Find each line in the records below that contains the word "bool", and copy it out.

Segment Start: RECORDS SHOWN

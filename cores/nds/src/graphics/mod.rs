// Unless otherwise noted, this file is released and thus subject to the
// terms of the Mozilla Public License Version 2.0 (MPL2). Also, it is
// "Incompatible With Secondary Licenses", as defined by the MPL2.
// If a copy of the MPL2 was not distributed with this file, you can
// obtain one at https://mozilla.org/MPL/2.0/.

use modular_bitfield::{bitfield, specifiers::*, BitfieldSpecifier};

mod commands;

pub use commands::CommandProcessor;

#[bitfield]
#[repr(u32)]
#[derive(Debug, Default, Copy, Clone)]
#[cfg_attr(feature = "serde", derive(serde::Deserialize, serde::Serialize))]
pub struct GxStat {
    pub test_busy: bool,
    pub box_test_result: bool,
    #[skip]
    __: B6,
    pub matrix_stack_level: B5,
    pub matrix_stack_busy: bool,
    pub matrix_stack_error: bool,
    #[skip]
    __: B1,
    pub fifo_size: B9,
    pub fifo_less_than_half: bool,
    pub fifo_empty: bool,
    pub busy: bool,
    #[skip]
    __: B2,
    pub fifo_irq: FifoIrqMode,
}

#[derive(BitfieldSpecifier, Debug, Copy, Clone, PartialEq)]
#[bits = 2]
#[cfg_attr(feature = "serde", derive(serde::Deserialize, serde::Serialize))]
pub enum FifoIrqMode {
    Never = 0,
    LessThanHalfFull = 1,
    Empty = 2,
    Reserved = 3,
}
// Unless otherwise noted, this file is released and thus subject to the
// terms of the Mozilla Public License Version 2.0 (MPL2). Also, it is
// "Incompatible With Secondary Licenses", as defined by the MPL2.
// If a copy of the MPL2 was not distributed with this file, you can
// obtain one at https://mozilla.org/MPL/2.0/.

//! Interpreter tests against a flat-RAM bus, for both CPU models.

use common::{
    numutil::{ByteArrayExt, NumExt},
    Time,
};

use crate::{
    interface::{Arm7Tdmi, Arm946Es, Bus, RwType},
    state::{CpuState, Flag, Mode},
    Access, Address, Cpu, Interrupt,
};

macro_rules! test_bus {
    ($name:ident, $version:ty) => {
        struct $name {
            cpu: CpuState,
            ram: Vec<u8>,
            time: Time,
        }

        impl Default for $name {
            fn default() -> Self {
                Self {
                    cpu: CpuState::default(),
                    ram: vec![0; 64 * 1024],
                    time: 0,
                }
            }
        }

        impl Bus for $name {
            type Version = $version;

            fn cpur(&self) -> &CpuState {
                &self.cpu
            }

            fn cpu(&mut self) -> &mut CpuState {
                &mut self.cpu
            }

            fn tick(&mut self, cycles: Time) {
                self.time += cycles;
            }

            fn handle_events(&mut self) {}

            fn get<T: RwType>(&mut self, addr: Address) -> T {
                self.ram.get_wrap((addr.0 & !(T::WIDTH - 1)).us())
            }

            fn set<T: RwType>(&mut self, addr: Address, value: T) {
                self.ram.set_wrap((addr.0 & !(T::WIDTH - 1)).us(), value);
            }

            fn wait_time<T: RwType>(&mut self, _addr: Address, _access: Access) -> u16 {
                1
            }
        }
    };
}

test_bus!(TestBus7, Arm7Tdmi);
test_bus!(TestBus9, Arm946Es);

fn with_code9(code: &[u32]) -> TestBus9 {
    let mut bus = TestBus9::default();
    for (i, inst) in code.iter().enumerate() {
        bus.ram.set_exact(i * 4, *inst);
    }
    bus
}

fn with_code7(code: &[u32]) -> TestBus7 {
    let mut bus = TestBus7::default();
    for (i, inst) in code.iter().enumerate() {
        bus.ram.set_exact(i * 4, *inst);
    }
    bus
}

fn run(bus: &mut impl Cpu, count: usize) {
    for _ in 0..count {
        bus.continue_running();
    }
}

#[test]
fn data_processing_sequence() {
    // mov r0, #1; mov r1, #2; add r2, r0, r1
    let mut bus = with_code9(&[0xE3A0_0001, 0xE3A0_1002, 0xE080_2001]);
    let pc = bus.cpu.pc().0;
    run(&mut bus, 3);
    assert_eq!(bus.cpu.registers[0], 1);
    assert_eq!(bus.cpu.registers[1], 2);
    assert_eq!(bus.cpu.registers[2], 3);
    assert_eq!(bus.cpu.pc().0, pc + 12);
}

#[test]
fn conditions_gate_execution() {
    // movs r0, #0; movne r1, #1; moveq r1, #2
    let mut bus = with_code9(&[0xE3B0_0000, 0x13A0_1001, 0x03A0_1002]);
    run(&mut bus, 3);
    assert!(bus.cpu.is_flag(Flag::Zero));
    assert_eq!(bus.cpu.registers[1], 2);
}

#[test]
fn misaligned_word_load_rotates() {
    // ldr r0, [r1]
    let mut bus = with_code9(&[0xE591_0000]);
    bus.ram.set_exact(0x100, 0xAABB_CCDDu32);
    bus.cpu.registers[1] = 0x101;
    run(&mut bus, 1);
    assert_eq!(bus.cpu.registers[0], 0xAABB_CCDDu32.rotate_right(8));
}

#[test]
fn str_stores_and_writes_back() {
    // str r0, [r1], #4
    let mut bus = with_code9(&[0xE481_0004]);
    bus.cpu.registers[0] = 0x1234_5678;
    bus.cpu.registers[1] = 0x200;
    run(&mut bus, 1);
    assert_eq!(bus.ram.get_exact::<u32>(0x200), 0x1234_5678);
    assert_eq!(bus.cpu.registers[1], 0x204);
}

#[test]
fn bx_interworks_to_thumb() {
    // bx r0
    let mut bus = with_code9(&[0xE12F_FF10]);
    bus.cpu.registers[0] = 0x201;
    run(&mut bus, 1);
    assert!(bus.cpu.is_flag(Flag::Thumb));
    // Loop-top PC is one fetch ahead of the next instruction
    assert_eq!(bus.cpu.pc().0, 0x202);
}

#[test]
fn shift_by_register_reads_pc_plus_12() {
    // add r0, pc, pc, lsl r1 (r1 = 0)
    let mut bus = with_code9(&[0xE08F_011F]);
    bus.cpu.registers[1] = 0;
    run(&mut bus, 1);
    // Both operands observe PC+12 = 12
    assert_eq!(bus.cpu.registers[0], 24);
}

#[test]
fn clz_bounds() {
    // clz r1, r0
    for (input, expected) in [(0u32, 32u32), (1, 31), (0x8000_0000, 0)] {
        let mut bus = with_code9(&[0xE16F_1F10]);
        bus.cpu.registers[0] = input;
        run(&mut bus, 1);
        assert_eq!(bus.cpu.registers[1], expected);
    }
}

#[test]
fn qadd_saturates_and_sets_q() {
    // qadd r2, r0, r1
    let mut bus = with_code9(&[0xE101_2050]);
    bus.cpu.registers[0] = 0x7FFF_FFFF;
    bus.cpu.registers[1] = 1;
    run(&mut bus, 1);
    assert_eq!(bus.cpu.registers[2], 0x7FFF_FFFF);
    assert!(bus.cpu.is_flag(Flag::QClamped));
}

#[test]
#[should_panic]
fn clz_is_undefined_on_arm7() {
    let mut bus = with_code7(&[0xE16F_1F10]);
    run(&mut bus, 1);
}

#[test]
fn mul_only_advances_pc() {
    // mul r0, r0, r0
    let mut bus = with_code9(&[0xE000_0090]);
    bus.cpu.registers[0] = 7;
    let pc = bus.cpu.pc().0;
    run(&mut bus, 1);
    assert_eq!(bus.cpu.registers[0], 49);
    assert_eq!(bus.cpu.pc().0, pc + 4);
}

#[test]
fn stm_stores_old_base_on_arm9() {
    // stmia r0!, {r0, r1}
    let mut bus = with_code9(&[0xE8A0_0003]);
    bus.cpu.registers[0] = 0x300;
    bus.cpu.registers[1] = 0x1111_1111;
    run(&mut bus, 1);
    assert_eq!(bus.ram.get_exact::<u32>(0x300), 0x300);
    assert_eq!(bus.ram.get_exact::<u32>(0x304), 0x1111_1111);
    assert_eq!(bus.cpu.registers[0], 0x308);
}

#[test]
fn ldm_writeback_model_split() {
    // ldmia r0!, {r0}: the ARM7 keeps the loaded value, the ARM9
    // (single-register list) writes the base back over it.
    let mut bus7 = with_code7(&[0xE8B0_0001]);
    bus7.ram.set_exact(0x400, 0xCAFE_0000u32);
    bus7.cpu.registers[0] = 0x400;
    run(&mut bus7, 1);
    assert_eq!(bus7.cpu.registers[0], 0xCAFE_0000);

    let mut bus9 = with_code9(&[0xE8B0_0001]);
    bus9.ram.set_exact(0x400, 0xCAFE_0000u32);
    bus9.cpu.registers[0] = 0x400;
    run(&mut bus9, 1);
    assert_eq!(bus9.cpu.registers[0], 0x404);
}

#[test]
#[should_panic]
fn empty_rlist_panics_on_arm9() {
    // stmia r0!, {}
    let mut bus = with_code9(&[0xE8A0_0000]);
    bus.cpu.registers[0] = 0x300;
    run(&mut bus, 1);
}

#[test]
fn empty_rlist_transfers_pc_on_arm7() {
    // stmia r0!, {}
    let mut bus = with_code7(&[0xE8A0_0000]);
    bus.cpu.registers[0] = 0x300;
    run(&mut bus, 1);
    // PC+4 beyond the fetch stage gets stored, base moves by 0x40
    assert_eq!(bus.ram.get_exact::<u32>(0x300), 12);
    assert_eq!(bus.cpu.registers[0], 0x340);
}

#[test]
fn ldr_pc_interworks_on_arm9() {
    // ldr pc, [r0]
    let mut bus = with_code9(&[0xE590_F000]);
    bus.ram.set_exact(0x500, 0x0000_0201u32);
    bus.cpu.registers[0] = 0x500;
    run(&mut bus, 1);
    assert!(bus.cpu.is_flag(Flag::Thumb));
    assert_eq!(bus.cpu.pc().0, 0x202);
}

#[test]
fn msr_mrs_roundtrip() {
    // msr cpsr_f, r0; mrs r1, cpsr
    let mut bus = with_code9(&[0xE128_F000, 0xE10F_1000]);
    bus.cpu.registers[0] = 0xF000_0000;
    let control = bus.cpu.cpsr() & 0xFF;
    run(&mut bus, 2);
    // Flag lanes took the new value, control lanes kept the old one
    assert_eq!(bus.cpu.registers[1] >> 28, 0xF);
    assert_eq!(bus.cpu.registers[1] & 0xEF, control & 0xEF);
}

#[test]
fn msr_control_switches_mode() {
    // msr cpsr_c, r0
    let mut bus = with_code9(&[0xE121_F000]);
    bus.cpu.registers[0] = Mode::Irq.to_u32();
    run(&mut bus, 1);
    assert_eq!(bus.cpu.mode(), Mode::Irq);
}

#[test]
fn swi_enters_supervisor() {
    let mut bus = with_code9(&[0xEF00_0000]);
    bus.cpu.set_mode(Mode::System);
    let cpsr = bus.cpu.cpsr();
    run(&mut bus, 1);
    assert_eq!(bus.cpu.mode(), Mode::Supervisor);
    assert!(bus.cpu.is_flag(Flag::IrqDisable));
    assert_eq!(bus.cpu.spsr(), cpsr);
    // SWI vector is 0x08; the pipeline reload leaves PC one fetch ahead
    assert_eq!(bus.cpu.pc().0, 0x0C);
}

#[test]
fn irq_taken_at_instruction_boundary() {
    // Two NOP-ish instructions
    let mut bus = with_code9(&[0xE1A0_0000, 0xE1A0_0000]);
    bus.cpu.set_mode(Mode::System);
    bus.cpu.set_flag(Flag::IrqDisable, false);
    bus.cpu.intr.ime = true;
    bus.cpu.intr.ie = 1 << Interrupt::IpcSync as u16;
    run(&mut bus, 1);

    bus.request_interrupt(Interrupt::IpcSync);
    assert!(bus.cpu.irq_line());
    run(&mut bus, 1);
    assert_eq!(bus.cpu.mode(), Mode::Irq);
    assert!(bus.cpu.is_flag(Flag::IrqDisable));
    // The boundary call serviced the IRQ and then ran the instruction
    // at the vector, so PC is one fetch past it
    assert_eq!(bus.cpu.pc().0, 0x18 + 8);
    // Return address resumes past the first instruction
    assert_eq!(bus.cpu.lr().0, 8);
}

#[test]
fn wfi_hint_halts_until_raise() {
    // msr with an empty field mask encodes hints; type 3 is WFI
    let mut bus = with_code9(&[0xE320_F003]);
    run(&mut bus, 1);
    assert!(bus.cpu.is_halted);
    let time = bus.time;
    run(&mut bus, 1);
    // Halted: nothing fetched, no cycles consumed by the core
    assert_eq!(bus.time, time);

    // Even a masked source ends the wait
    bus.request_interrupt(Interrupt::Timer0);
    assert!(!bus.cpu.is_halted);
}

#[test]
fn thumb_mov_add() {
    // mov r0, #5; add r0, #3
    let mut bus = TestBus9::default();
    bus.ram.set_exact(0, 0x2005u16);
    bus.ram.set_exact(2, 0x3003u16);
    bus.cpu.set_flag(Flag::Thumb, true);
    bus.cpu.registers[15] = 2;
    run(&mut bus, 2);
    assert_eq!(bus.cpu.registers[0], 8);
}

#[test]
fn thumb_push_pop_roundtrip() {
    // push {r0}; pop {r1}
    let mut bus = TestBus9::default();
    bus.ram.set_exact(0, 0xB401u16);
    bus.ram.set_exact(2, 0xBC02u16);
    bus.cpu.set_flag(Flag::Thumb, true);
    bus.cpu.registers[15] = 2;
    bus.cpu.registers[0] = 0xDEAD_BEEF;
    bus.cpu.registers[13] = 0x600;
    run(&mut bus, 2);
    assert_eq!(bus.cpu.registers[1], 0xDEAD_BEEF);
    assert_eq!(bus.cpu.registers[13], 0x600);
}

Segment End: RECORDS SHOWN

RESULT BELOW
    pub test_busy: bool,
    pub box_test_result: bool,
    pub matrix_stack_busy: bool,
    pub matrix_stack_error: bool,
    pub fifo_less_than_half: bool,
    pub fifo_empty: bool,
    pub busy: bool,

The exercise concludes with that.